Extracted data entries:
# # # # # # #
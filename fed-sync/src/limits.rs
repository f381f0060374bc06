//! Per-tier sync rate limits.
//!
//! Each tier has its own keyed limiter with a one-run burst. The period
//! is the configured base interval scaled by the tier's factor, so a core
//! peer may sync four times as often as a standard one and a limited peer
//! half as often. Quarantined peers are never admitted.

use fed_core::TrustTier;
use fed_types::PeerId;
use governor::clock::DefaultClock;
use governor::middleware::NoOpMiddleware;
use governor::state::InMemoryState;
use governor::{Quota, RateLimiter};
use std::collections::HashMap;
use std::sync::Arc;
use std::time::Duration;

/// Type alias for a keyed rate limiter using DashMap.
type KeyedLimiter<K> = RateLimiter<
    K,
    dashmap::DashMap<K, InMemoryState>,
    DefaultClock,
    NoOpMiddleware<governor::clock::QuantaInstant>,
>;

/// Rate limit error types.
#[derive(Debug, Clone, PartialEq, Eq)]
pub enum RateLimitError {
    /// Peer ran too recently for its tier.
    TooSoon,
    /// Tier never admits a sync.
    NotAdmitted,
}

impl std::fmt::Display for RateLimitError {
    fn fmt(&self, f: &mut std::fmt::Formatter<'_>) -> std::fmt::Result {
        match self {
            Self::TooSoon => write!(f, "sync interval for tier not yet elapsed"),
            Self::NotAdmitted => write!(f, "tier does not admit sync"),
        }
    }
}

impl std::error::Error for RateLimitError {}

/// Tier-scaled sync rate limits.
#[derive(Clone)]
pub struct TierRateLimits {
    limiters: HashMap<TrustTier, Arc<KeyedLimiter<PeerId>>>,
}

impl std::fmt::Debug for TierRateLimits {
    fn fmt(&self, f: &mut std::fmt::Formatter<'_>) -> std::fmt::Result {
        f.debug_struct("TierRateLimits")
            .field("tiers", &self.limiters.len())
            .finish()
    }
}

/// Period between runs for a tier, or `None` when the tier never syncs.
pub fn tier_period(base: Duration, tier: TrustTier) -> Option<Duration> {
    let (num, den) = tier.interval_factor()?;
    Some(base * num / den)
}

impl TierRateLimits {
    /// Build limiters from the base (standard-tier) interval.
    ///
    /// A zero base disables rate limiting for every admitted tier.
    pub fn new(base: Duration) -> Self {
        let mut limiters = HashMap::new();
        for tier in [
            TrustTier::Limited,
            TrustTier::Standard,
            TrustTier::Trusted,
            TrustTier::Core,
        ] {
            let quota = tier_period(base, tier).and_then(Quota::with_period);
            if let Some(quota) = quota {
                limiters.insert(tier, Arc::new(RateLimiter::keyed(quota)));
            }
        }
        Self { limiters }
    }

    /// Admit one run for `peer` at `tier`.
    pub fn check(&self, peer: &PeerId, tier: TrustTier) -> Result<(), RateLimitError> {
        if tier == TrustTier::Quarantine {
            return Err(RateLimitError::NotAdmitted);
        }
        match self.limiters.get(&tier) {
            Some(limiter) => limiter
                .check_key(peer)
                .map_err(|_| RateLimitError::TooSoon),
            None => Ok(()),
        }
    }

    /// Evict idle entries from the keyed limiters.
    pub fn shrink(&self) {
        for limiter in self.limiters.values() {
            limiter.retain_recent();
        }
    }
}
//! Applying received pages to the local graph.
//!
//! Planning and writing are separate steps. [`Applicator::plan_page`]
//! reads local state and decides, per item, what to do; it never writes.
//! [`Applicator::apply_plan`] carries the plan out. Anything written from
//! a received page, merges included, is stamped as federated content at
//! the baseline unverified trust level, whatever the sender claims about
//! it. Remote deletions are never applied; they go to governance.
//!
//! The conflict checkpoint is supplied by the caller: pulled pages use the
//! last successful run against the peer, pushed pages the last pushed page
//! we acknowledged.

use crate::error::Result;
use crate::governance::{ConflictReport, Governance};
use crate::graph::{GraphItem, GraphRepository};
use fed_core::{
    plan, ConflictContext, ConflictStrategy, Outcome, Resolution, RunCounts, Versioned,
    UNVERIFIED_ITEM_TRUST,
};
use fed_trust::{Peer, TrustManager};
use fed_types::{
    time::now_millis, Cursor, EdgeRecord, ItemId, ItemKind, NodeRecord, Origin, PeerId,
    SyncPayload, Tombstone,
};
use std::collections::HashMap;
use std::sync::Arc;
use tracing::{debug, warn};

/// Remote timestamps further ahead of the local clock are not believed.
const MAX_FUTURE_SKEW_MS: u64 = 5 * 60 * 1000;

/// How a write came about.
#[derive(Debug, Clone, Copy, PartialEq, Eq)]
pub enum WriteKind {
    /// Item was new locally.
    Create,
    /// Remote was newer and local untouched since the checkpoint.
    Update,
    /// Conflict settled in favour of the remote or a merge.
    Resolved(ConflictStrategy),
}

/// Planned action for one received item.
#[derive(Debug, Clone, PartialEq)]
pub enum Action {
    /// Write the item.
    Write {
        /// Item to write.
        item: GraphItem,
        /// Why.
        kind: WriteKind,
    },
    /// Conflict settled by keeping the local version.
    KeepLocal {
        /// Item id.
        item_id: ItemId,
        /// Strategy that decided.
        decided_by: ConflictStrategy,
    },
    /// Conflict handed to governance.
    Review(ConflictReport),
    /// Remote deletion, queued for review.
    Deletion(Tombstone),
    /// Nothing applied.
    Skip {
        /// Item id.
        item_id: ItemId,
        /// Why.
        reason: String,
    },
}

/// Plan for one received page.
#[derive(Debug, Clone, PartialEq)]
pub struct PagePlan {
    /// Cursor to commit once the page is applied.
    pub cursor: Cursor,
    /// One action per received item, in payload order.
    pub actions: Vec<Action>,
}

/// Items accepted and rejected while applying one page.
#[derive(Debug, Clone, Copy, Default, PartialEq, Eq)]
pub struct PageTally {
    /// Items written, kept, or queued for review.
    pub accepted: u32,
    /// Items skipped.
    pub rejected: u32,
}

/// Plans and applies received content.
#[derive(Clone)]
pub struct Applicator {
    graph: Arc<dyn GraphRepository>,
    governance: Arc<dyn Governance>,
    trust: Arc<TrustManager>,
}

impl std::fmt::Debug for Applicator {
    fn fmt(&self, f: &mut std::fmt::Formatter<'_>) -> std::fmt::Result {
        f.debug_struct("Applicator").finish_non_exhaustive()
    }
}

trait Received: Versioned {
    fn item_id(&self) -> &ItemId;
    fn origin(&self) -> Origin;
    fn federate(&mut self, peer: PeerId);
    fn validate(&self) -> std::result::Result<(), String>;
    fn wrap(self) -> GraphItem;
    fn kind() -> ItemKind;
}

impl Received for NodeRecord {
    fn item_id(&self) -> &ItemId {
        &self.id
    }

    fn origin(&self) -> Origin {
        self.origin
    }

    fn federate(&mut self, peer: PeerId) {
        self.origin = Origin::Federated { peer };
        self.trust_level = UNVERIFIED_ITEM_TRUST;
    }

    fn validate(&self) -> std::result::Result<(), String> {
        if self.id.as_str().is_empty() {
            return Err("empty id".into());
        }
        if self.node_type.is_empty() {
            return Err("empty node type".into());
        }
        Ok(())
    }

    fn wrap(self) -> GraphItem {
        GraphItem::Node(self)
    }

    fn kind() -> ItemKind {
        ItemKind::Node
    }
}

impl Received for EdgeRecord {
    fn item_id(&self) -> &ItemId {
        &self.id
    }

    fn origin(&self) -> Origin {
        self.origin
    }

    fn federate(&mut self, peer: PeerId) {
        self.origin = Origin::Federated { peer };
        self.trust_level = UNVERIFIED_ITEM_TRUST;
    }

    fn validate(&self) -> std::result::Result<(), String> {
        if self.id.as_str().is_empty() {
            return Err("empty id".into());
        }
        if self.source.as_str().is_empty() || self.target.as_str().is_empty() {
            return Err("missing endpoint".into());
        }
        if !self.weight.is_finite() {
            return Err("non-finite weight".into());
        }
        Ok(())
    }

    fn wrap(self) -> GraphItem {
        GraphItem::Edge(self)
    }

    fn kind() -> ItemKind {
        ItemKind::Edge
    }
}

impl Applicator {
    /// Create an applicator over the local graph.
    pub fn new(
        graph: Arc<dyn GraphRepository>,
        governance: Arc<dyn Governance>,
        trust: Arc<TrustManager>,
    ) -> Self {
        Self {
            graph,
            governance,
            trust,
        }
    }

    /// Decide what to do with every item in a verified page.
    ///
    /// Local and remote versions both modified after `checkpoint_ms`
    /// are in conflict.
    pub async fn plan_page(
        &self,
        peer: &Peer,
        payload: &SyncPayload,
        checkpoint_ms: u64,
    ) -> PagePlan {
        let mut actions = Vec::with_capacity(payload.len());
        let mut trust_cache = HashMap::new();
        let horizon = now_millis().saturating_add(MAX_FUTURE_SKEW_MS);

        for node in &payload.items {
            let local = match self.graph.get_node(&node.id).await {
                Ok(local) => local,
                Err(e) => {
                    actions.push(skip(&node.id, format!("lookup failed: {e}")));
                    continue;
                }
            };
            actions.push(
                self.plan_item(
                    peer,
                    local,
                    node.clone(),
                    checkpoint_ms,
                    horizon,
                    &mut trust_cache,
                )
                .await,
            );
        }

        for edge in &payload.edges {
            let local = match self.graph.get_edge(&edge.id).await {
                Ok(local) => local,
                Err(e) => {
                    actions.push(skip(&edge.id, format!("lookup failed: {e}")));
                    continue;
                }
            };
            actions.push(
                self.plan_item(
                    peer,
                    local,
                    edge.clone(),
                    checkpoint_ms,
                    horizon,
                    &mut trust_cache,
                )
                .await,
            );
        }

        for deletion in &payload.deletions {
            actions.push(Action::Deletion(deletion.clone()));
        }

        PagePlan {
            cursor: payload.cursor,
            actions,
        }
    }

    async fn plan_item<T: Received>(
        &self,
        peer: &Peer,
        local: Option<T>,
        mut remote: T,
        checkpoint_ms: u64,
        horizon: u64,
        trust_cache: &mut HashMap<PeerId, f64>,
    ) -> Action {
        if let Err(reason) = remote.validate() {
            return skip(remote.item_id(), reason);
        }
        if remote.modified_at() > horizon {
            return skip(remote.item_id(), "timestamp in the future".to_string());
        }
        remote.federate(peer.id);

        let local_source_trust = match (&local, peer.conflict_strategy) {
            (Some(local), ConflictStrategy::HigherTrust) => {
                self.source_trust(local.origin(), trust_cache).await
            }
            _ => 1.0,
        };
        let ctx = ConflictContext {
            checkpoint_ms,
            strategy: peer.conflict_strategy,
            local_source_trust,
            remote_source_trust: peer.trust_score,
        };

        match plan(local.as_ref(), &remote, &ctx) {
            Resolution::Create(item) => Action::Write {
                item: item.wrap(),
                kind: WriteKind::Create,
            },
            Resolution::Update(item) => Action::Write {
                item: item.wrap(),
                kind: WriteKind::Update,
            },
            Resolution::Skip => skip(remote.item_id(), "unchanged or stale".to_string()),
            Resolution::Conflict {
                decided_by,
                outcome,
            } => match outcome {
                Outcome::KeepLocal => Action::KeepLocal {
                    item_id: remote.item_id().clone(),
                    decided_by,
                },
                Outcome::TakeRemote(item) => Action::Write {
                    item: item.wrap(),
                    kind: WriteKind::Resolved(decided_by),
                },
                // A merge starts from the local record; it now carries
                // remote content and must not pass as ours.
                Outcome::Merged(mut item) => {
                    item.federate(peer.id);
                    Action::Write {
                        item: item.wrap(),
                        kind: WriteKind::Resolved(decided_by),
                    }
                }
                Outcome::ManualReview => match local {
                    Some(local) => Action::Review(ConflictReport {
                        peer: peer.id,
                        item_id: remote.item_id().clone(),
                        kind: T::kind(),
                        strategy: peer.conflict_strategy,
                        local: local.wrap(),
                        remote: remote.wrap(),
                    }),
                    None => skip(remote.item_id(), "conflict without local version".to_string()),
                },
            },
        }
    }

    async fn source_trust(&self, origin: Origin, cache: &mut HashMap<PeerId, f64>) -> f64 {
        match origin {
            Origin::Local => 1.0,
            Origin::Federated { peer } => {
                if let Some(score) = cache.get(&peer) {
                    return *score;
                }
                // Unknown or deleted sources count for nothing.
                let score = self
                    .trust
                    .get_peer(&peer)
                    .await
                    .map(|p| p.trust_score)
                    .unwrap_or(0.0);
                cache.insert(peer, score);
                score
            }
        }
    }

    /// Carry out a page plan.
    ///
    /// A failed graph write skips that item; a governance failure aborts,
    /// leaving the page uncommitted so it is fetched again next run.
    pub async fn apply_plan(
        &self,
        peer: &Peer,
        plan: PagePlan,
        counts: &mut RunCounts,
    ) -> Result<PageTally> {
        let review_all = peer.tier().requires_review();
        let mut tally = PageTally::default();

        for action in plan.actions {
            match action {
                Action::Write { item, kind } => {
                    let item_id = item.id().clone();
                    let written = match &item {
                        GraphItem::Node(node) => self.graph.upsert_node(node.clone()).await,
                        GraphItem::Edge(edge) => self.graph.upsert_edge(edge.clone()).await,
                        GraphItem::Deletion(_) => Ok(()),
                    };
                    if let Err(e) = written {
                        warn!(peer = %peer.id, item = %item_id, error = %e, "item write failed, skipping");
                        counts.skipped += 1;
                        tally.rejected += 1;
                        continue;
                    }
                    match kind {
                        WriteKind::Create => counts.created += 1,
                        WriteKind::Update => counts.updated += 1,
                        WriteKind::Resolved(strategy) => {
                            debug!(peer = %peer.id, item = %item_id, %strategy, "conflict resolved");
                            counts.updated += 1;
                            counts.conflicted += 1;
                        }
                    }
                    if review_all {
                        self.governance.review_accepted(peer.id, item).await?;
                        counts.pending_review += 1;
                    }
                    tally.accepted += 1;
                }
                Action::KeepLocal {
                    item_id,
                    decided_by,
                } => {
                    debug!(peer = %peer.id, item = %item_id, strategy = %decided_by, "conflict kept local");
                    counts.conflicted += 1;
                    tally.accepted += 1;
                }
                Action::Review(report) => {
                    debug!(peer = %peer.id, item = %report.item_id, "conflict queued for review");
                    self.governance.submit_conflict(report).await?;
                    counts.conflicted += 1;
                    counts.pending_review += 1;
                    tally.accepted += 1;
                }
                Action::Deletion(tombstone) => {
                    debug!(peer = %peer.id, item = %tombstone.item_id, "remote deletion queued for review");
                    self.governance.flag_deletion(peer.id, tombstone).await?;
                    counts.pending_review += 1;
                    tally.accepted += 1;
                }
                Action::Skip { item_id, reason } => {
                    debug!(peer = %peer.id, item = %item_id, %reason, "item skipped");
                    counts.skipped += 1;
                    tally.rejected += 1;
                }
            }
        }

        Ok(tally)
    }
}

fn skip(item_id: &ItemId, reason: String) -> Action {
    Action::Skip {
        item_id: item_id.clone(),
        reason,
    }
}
# # # # # # #
## DESCRIPTION OF THE TASK
Which lines of the data include the string "skipped"? Copy each of them.

## SOLUTION
    /// Items skipped.
                        counts.skipped += 1;
                    debug!(peer = %peer.id, item = %item_id, %reason, "item skipped");
                    counts.skipped += 1;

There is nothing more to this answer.